[RFC PATCH v2 4/7] iommufd: Associate kvm pointer to iommufd ctx

Mon Jun 24 10:07:47 PDT 2024

On Mon, Jun 24, 2024 at 09:53:00AM -0700, Sean Christopherson wrote:
> > Associating the KVM with the entire iommufd is a big hammer, is this
> > what we want to do?
> > 
> > I know it has to be linked to domain allocation and the coming
> > "viommu" object, and it is already linked to VFIO.
> > 
> > It means we support one KVM per iommufd (which doesn't seem
> > unreasonable, but also the first time we've had such a limitation)
> 
> And if KVM+iommufd come as pairs, wouldn't iommufd_ctx_set_kvm() need to reject
> attempts to bind devices associated with different KVMs, as opposed to silently
> ignoring that case?  E.g. something like the below?  Or is there magic elsewhere
> in the stack that prevents such a scenario?

Yes, it would need things like that

But I think based on other discussions we are likely to tie to the KVM
to the coming IOMMUFD VIOMMU object, and the KVM will probably be
provided at object creation time to avoid this issue.

> > Sean would you be OK with this approach considering your other series
> > to try to make more of this private?
> 
> Sorry, I completely missed this.
> 
> If kvm_pinned_vmid_{get,put}() are implemented directly by KVM ARM, then I don't
> have any immediate concerns, as KVM ARM is a long, long way from being able to
> isolate KVM from the core kernel.  

I think that is a reasonable thing, I also don't really see VMID as
being general.
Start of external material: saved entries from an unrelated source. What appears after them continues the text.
use async_trait::async_trait;
use uuid::Uuid;

use crate::models::user::User;

/// Credential store. The auth core only ever reads through it.
#[cfg_attr(test, mockall::automock)]
#[async_trait]
pub trait UserRepository: Send + Sync {
    async fn find_user_by_email(&self, email: &str) -> Result<Option<User>, sqlx::Error>;
    async fn find_user_by_id(&self, user_id: Uuid) -> Result<Option<User>, sqlx::Error>;
    async fn list_users(&self) -> Result<Vec<User>, sqlx::Error>;
    async fn create_user(
        &self,
        name: &str,
        email: &str,
        password_hash: &str,
        roles: &[String],
    ) -> Result<User, sqlx::Error>;
    /// Writes name, email, roles and password hash. `None` when the user is gone.
    async fn update_user(&self, user: &User) -> Result<Option<User>, sqlx::Error>;
    async fn delete_user(&self, user_id: Uuid) -> Result<bool, sqlx::Error>;
    /// Round trip to the backing store; used by the health check.
    async fn status_check(&self) -> Result<(), sqlx::Error>;
}
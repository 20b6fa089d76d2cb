use chrono::{DateTime, Utc};
use serde::{Deserialize, Serialize};
use sqlx::FromRow;
use uuid::Uuid;

pub const ROLE_ADMIN: &str = "ADMIN";
pub const ROLE_USER: &str = "USER";

#[derive(Debug, FromRow, Serialize, Deserialize, Clone, PartialEq)]
pub struct User {
    #[sqlx(rename = "user_id")]
    pub id: Uuid,
    pub name: String,
    pub email: String,
    #[serde(skip_serializing, default)]
    pub password_hash: String,
    pub roles: Vec<String>,
    #[sqlx(rename = "date_created")]
    pub created_at: DateTime<Utc>,
    #[sqlx(rename = "date_updated")]
    pub updated_at: DateTime<Utc>,
}

/// Registration payload for `POST /users`.
#[derive(Debug, Deserialize, Serialize)]
pub struct NewUser {
    pub name: String,
    pub email: String,
    pub password: String,
    pub password_confirm: String,
}

/// Partial update for `PUT /users/{id}`. Absent fields are left untouched.
#[derive(Debug, Default, Deserialize, Serialize)]
pub struct UpdateUser {
    pub name: Option<String>,
    pub email: Option<String>,
    pub roles: Option<Vec<String>>,
    pub password: Option<String>,
    pub password_confirm: Option<String>,
}
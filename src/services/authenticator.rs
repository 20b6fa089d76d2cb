use std::sync::Arc;

use async_trait::async_trait;
use chrono::{Duration, Utc};
use thiserror::Error;
use tracing::{debug, warn};

use crate::db::user_repository::UserRepository;
use crate::models::user::User;
use crate::routes::auth::claims::Claims;
use crate::utils::jwt::{create_jwt, JwtKeys, TokenError};
use crate::utils::password::verify_password;

/// Default access token lifetime in seconds.
pub const DEFAULT_TOKEN_TTL_SECONDS: i64 = 3600;

#[derive(Debug, Error)]
pub enum AuthError {
    /// Unknown email and wrong password are indistinguishable to the caller.
    #[error("AuthenticationFailed")]
    AuthenticationFailed,
    #[error("credential store unavailable: {0}")]
    StoreUnavailable(#[source] sqlx::Error),
    #[error(transparent)]
    Token(#[from] TokenError),
}

#[async_trait]
pub trait Authenticator: Send + Sync {
    /// Checks `password` against the stored hash for `email` and returns
    /// fresh claims for the account.
    async fn authenticate(&self, email: &str, password: &str)
        -> Result<(Claims, User), AuthError>;

    /// `authenticate`, then sign the claims.
    async fn new_token(&self, email: &str, password: &str) -> Result<(String, User), AuthError>;
}

pub struct DefaultAuthenticator {
    users: Arc<dyn UserRepository>,
    keys: Arc<JwtKeys>,
    ttl: Duration,
}

impl DefaultAuthenticator {
    pub fn new(users: Arc<dyn UserRepository>, keys: Arc<JwtKeys>, ttl: Duration) -> Self {
        Self { users, keys, ttl }
    }
}

#[async_trait]
impl Authenticator for DefaultAuthenticator {
    async fn authenticate(
        &self,
        email: &str,
        password: &str,
    ) -> Result<(Claims, User), AuthError> {
        let user = match self.users.find_user_by_email(email).await {
            Ok(Some(user)) => user,
            Ok(None) => {
                debug!(%email, "login for unknown email");
                return Err(AuthError::AuthenticationFailed);
            }
            Err(err) => return Err(AuthError::StoreUnavailable(err)),
        };

        match verify_password(password, &user.password_hash) {
            Ok(true) => {}
            Ok(false) => {
                debug!(user_id = %user.id, "login with wrong password");
                return Err(AuthError::AuthenticationFailed);
            }
            Err(err) => {
                warn!(user_id = %user.id, ?err, "stored password hash is unreadable");
                return Err(AuthError::AuthenticationFailed);
            }
        }

        let claims = Claims::new(&user, Utc::now(), self.ttl);
        Ok((claims, user))
    }

    async fn new_token(&self, email: &str, password: &str) -> Result<(String, User), AuthError> {
        let (claims, user) = self.authenticate(email, password).await?;
        let token = create_jwt(&claims, &self.keys)?;
        Ok((token, user))
    }
}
We will have to figure out how to ensure that the KVM
FD we got is an ARM KVM FD..

> That said, I find the on-demand pinning to be very odd.  IIUC, if KVM runs out
> of pinnable VMIDs, attaching a device to the KVM+iommu will fail.  Failing an
> iommufd operation because of a (potentially transient) KVM resource issue is
> rather unpleasant.

It is kind of subtle, but the only thing that will consume VMIDs is
IOMMUFD operations that are working with nested translation but not
providing KVMs. This is a pretty small blast radius - ie a specific
qemu will fail to start - that I think we can tolerate it.
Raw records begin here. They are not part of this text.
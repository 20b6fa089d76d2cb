use axum::{
    extract::{Path, State},
    http::StatusCode,
    Json,
};
use tracing::{info, warn};

use crate::{
    db::is_unique_violation,
    errors::AppError,
    models::user::{NewUser, UpdateUser, User, ROLE_ADMIN, ROLE_USER},
    routes::{
        auth::{
            access::{authorize, is_owner_or_admin},
            session::AuthSession,
        },
        parse_id,
    },
    state::AppState,
    utils::password::hash_password,
};

const MSG_USER_NOT_FOUND: &str = "User not found";
const MSG_EMAIL_TAKEN: &str = "email is already registered";

fn validate_password(password: &str, confirm: &str) -> Result<(), AppError> {
    if password.is_empty() {
        return Err(AppError::InvalidInput("password must not be empty".into()));
    }
    if password != confirm {
        return Err(AppError::InvalidInput("passwords do not match".into()));
    }
    Ok(())
}

fn validate_email(email: &str) -> Result<(), AppError> {
    let trimmed = email.trim();
    if trimmed.is_empty() || !trimmed.contains('@') {
        return Err(AppError::InvalidInput("a valid email is required".into()));
    }
    Ok(())
}

fn hash(password: &str) -> Result<String, AppError> {
    hash_password(password).map_err(|err| {
        tracing::error!(?err, "password hashing failed");
        AppError::Infrastructure("internal server error".into())
    })
}

fn map_unique(err: sqlx::Error) -> AppError {
    if is_unique_violation(&err) {
        AppError::Conflict(MSG_EMAIL_TAKEN.into())
    } else {
        AppError::from(err)
    }
}

pub async fn register_user(
    State(app_state): State<AppState>,
    Json(payload): Json<NewUser>,
) -> Result<(StatusCode, Json<User>), AppError> {
    validate_email(&payload.email)?;
    validate_password(&payload.password, &payload.password_confirm)?;

    let password_hash = hash(&payload.password)?;
    let user = app_state
        .db
        .create_user(
            payload.name.trim(),
            payload.email.trim(),
            &password_hash,
            &[ROLE_USER.to_string()],
        )
        .await
        .map_err(map_unique)?;

    info!(user_id = %user.id, "user registered");
    Ok((StatusCode::CREATED, Json(user)))
}

pub async fn list_users(
    State(app_state): State<AppState>,
    AuthSession(claims): AuthSession,
) -> Result<Json<Vec<User>>, AppError> {
    if !authorize(&claims, ROLE_ADMIN) {
        return Err(AppError::admin_only());
    }
    Ok(Json(app_state.db.list_users().await?))
}

pub async fn get_user(
    State(app_state): State<AppState>,
    AuthSession(claims): AuthSession,
    Path(user_id): Path<String>,
) -> Result<Json<User>, AppError> {
    let user_id = parse_id(&user_id)?;
    if !is_owner_or_admin(&claims, user_id) {
        return Err(AppError::not_allowed());
    }

    app_state
        .db
        .find_user_by_id(user_id)
        .await?
        .map(Json)
        .ok_or_else(|| AppError::NotFound(MSG_USER_NOT_FOUND.into()))
}

pub async fn update_user(
    State(app_state): State<AppState>,
    AuthSession(claims): AuthSession,
    Path(user_id): Path<String>,
    Json(payload): Json<UpdateUser>,
) -> Result<Json<User>, AppError> {
    let user_id = parse_id(&user_id)?;
    if !is_owner_or_admin(&claims, user_id) {
        return Err(AppError::not_allowed());
    }
    if payload.roles.is_some() && !authorize(&claims, ROLE_ADMIN) {
        warn!(sub = %claims.sub, %user_id, "non-admin attempted to change roles");
        return Err(AppError::not_allowed());
    }

    let mut user = app_state
        .db
        .find_user_by_id(user_id)
        .await?
        .ok_or_else(|| AppError::NotFound(MSG_USER_NOT_FOUND.into()))?;

    if let Some(name) = payload.name {
        user.name = name.trim().to_string();
    }
    if let Some(email) = payload.email {
        validate_email(&email)?;
        user.email = email.trim().to_string();
    }
    if let Some(roles) = payload.roles {
        user.roles = roles;
    }
    if let Some(password) = payload.password {
        validate_password(&password, payload.password_confirm.as_deref().unwrap_or(""))?;
        user.password_hash = hash(&password)?;
    }

    let updated = app_state
        .db
        .update_user(&user)
        .await
        .map_err(map_unique)?
        .ok_or_else(|| AppError::NotFound(MSG_USER_NOT_FOUND.into()))?;

    info!(%user_id, "user updated");
    Ok(Json(updated))
}

pub async fn delete_user(
    State(app_state): State<AppState>,
    AuthSession(claims): AuthSession,
    Path(user_id): Path<String>,
) -> Result<StatusCode, AppError> {
    let user_id = parse_id(&user_id)?;
    if !is_owner_or_admin(&claims, user_id) {
        return Err(AppError::not_allowed());
    }

    if !app_state.db.delete_user(user_id).await? {
        return Err(AppError::NotFound(MSG_USER_NOT_FOUND.into()));
    }
    info!(%user_id, "user deleted");
    Ok(StatusCode::NO_CONTENT)
}
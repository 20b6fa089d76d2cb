pub mod auth;
pub mod health;
pub mod restaurants;
pub mod users;
pub mod votes;

use axum::{
    routing::{get, post},
    Router,
};
use chrono::NaiveDate;
use serde::Deserialize;
use uuid::Uuid;

use crate::errors::{AppError, MSG_BAD_DATE, MSG_BAD_ID};
use crate::state::AppState;

pub const DATE_FORMAT: &str = "%Y-%m-%d";

/// Every endpoint, relative to `/api/v1`.
pub fn api_routes() -> Router<AppState> {
    Router::new()
        .route("/health", get(health::health))
        .route(
            "/token",
            get(auth::handle_token).post(auth::handle_token),
        )
        .route("/users", get(users::list_users).post(users::register_user))
        .route(
            "/users/{user_id}",
            get(users::get_user)
                .put(users::update_user)
                .delete(users::delete_user),
        )
        .route(
            "/restaurant",
            get(restaurants::list_restaurants).post(restaurants::create_restaurant),
        )
        .route("/restaurant/menus", get(restaurants::list_menus_by_date))
        .route("/restaurant/votes", get(votes::list_votes))
        .route(
            "/restaurant/{restaurant_id}",
            get(restaurants::get_restaurant).delete(restaurants::delete_restaurant),
        )
        .route(
            "/restaurant/{restaurant_id}/menu",
            get(restaurants::list_menus).post(restaurants::upsert_menu),
        )
        .route(
            "/restaurant/{restaurant_id}/menu/{menu_id}",
            get(restaurants::get_menu),
        )
        .route(
            "/restaurant/{restaurant_id}/menu/{menu_id}/vote",
            post(votes::cast_vote),
        )
}

pub fn app(state: AppState) -> Router {
    Router::new()
        .nest("/api/v1", api_routes())
        .with_state(state)
}

pub fn parse_id(raw: &str) -> Result<Uuid, AppError> {
    Uuid::parse_str(raw).map_err(|_| AppError::InvalidInput(MSG_BAD_ID.to_string()))
}

#[derive(Debug, Default, Deserialize)]
pub struct DateQuery {
    pub date: Option<String>,
}

impl DateQuery {
    /// `None` when the parameter is absent or empty; callers default to today.
    pub fn parse(&self) -> Result<Option<NaiveDate>, AppError> {
        match self.date.as_deref().map(str::trim) {
            None | Some("") => Ok(None),
            Some(raw) => NaiveDate::parse_from_str(raw, DATE_FORMAT)
                .map(Some)
                .map_err(|_| AppError::InvalidInput(MSG_BAD_DATE.to_string())),
        }
    }

    pub fn or_today(&self) -> Result<NaiveDate, AppError> {
        Ok(self
            .parse()?
            .unwrap_or_else(|| chrono::Utc::now().date_naive()))
    }
}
More normal iommu operation will not require VMIDs so things like
driver attaching/etc is fine.

> And assuming that pinnable VMIDs are a somewhat scarce resource, it wouldn't
> suprise me if someone wanted to add cgroup integration, e.g. similar to the
> misc cgroup that's used to manage SEV(-ES) ASIDs on KVM AMD (IIUC, an SEV ASID
> is analagous to an ARM VMID).

Yeah, but if someone is using such a cgroup then I expect they will
also have an up to date VMM that doesn't trigger this VMID allocation
in the first place...

> Rather than on-demand pinning, would it make sense to have KVM provide an ioctl()
> (or capability, or VM type) to let userspace pin a VM's VMID?  That would allow
> for a much saner failure mode, and I suspect would be cleaner in general for iommufd.

The point of this mechanism is to support using this iommufd feature
without a KVM at all. We could instead prevent this directly 100% of
the time, but it means that HW with this BTM capability would not run
the legacy VMMs at all, so I'm not that keen on it..

When a KVM is present then the iommu needs to adopt the VMID of KVM,
and that should have a mechanism to ensure the VMID is valid so long
as the IOMMU is using it (eg because the KVM FD is open)

Jason